Fiona Wade (Jenny) and Vera Chok (Lauren)Fiona Wade (Jenny) and Vera Chok (Lauren)
Fiona Wade (Jenny) and Vera Chok (Lauren)

Now, for the UK tour, Jay McGuiness from boyband The Wanted takes on one of the main parts, and he’s far and away the standout talent in a tight cast of four. Whilst the three other actors – Fiona Wade from Emmerdale, George Rainsford from Casualty, and Vera Chok from Hollyoaks – speak their lines with theatricality, his natural delivery and likeable charm not only make him wonderfully watchable but also serve to highlight the differences between his character Ben’s working class roots and the others’ gentrified pretentions.
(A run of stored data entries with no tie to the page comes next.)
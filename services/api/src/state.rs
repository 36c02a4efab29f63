//! Shared Application State
//!
//! This module defines the `AppState` struct, which holds the shared,
//! immutable resources every classroom session is built from.

use crate::config::Config;
use classroom_core::{curriculum::CurriculumService, oracle::Oracle, prompts::PromptLibrary};
use std::sync::Arc;

/// The shared application state, created once at startup and passed to all handlers.
///
/// Sessions never store anything here; each connection owns its classroom.
#[derive(Clone)]
pub struct AppState {
    pub oracle: Arc<dyn Oracle>,
    pub prompts: Arc<PromptLibrary>,
    pub curriculum_service: Arc<dyn CurriculumService>,
    pub config: Arc<Config>,
}
use classroom_core::config::{ConfigError, OracleConfig};
use std::net::SocketAddr;
use tracing::Level;

/// Holds all configuration loaded from the environment at startup.
#[derive(Clone, Debug)]
pub struct Config {
    pub bind_address: SocketAddr,
    pub log_level: Level,
    pub oracle: OracleConfig,
}

impl Config {
    /// Loads configuration from environment variables.
    pub fn from_env() -> Result<Self, ConfigError> {
        // Only load from .env in non-test mode to avoid contamination
        if !cfg!(test) {
            dotenvy::dotenv().ok();
        }

        let bind_address_str =
            std::env::var("BIND_ADDRESS").unwrap_or_else(|_| "0.0.0.0:3000".to_string());
        let bind_address = bind_address_str
            .parse::<SocketAddr>()
            .map_err(|e| ConfigError::InvalidValue("BIND_ADDRESS".to_string(), e.to_string()))?;

        let log_level_str = std::env::var("RUST_LOG").unwrap_or_else(|_| "INFO".to_string());
        let log_level = log_level_str.parse::<Level>().map_err(|_| {
            ConfigError::InvalidValue(
                "RUST_LOG".to_string(),
                format!("'{}' is not a valid log level", log_level_str),
            )
        })?;

        let oracle = OracleConfig::from_env()?;

        Ok(Self {
            bind_address,
            log_level,
            oracle,
        })
    }
}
Teacher Jenny is a hormonal new mum also coping with the renovation of her East End home, and she’s sleep-deprived, emotional, and longing to feel her old self again. Smug, self-satisfied husband Sam is finally home from a work trip and straight back into boasting, mansplaining, and belittling his wife when she confesses she worries their new house is haunted. For the past few nights, at exactly 2:22am, she’s been hearing footsteps pacing the floorboards of their baby’s room, and last night the sound of crying.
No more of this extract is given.